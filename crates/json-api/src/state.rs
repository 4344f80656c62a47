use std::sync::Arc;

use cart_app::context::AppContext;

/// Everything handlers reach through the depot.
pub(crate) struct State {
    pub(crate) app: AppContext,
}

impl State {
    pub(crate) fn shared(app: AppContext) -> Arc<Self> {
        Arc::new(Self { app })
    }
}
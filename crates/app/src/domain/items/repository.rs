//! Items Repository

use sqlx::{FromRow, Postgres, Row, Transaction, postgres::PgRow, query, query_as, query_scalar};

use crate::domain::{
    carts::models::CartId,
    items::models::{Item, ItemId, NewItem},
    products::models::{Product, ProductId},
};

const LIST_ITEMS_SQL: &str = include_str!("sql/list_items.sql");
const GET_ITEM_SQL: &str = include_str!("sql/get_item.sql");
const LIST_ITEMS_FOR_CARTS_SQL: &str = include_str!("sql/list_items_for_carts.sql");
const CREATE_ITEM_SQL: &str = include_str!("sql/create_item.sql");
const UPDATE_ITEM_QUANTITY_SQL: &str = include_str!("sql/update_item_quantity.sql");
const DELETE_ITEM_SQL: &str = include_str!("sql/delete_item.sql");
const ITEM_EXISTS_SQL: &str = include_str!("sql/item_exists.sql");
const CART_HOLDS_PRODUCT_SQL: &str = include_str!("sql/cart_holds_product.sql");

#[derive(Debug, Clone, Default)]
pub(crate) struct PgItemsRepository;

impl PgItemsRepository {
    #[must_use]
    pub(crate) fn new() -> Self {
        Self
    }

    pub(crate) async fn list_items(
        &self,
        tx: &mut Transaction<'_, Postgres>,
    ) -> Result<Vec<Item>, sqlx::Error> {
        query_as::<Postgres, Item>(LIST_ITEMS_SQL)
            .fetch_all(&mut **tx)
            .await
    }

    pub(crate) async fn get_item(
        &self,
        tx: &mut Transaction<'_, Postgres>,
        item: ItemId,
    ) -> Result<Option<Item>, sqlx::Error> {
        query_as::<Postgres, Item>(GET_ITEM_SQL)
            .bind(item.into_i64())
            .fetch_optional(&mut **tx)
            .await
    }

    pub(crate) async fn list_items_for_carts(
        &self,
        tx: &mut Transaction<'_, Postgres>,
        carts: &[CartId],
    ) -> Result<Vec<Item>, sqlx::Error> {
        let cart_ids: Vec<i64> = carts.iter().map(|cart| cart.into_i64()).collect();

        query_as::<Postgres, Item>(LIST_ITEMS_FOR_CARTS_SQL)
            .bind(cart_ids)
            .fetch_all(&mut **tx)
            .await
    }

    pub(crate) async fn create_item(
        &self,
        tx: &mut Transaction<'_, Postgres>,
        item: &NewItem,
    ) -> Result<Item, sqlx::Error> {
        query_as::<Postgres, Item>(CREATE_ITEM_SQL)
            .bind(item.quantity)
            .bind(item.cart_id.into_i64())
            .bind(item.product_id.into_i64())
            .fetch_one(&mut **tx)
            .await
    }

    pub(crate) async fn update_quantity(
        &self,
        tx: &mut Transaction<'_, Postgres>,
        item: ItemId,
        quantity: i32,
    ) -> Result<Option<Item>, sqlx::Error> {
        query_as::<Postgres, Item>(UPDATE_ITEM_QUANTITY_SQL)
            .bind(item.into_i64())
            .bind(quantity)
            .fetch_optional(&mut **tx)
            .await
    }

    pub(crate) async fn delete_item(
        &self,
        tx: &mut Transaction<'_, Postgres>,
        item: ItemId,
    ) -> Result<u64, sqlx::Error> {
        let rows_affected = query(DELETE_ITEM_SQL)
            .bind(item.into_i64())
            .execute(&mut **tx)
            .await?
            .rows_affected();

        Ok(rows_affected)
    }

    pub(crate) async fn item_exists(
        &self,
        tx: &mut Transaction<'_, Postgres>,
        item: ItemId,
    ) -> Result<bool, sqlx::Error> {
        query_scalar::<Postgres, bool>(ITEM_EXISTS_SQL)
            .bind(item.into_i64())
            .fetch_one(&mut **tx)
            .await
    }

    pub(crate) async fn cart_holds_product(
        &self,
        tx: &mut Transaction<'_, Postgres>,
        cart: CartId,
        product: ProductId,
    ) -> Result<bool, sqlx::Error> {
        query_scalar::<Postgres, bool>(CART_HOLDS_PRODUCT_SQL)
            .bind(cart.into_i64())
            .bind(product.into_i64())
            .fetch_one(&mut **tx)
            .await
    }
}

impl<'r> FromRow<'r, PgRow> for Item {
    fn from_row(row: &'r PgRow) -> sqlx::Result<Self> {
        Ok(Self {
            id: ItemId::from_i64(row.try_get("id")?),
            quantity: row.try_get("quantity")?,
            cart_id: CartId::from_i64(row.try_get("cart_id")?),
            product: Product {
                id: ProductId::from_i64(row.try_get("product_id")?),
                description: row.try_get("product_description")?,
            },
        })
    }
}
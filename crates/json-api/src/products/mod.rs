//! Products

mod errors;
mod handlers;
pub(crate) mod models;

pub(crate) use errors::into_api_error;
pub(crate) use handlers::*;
··········
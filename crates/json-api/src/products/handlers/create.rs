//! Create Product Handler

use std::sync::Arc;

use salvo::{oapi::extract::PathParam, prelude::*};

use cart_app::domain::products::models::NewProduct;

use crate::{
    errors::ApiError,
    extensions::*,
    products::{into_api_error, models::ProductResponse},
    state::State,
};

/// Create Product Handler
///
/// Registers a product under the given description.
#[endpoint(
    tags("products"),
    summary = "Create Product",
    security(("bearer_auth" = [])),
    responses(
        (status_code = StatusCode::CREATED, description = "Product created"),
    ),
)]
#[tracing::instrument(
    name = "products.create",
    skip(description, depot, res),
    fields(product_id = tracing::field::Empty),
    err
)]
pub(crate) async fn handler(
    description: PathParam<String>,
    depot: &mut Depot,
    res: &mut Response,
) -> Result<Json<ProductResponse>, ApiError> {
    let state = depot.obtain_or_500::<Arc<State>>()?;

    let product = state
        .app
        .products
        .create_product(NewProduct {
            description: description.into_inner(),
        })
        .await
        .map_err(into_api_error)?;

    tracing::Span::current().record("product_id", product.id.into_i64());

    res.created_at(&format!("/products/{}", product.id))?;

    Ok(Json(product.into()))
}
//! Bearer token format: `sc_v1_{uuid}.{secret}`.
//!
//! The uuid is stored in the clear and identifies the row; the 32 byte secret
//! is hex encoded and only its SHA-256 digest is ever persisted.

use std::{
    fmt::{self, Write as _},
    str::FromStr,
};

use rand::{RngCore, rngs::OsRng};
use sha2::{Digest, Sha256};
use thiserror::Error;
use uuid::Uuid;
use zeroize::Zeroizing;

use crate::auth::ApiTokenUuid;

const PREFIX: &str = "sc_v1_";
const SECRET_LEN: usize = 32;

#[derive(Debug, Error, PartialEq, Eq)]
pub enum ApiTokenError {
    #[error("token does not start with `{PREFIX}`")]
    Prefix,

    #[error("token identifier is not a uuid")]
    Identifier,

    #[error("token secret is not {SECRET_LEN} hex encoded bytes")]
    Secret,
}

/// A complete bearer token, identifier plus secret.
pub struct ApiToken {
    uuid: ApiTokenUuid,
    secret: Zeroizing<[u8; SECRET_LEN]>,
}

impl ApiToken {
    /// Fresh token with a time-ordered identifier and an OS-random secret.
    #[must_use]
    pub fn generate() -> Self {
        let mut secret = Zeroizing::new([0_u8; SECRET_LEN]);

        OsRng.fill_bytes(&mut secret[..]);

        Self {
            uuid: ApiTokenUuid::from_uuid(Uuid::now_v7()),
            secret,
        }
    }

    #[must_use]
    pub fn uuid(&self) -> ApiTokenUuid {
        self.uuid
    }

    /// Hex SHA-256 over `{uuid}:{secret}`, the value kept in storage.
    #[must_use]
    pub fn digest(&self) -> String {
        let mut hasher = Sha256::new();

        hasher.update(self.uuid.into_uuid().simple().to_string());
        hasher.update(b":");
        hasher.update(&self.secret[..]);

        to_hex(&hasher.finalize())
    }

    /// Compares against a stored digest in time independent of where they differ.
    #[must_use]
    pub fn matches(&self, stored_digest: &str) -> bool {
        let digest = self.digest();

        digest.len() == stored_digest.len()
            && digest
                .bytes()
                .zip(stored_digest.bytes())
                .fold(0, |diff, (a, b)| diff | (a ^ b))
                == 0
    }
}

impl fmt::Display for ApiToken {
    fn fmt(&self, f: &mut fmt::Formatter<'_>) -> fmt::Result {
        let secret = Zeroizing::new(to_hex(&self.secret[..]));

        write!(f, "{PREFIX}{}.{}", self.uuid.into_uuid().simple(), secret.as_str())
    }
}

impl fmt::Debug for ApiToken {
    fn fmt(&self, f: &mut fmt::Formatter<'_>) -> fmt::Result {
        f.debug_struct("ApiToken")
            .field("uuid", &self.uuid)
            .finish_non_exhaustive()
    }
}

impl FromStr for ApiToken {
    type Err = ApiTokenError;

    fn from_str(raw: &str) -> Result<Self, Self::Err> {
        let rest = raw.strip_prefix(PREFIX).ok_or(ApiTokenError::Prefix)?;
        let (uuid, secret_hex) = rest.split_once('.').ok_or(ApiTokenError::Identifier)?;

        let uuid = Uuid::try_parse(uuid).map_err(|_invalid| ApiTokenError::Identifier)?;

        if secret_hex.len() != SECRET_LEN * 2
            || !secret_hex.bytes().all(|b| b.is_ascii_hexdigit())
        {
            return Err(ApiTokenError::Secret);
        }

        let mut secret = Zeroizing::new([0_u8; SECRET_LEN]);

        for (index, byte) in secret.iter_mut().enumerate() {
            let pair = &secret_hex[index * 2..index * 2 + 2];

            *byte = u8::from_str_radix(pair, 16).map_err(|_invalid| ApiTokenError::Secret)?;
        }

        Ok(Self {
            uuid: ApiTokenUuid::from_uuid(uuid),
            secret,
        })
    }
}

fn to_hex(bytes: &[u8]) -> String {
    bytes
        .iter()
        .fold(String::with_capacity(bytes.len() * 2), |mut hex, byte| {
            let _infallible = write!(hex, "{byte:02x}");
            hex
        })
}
··········
[ASSIGNMENT] Within the material above, extract exactly the lines that start at the line containing "filename crates/json-api/src/state.rs" and stop after the line containing "const GET_ITEM_SQL: &str", and only those.

[SOLVED PROBLEM]
filename crates/json-api/src/state.rs
repository 4344f80656c62a47
use std::sync::Arc;

use cart_app::context::AppContext;

/// Everything handlers reach through the depot.
pub(crate) struct State {
    pub(crate) app: AppContext,
}

impl State {
    pub(crate) fn shared(app: AppContext) -> Arc<Self> {
        Arc::new(Self { app })
    }
}
filename crates/app/src/domain/items/repository.rs
//! Items Repository

use sqlx::{FromRow, Postgres, Row, Transaction, postgres::PgRow, query, query_as, query_scalar};

use crate::domain::{
    carts::models::CartId,
    items::models::{Item, ItemId, NewItem},
    products::models::{Product, ProductId},
};

const LIST_ITEMS_SQL: &str = include_str!("sql/list_items.sql");
const GET_ITEM_SQL: &str = include_str!("sql/get_item.sql");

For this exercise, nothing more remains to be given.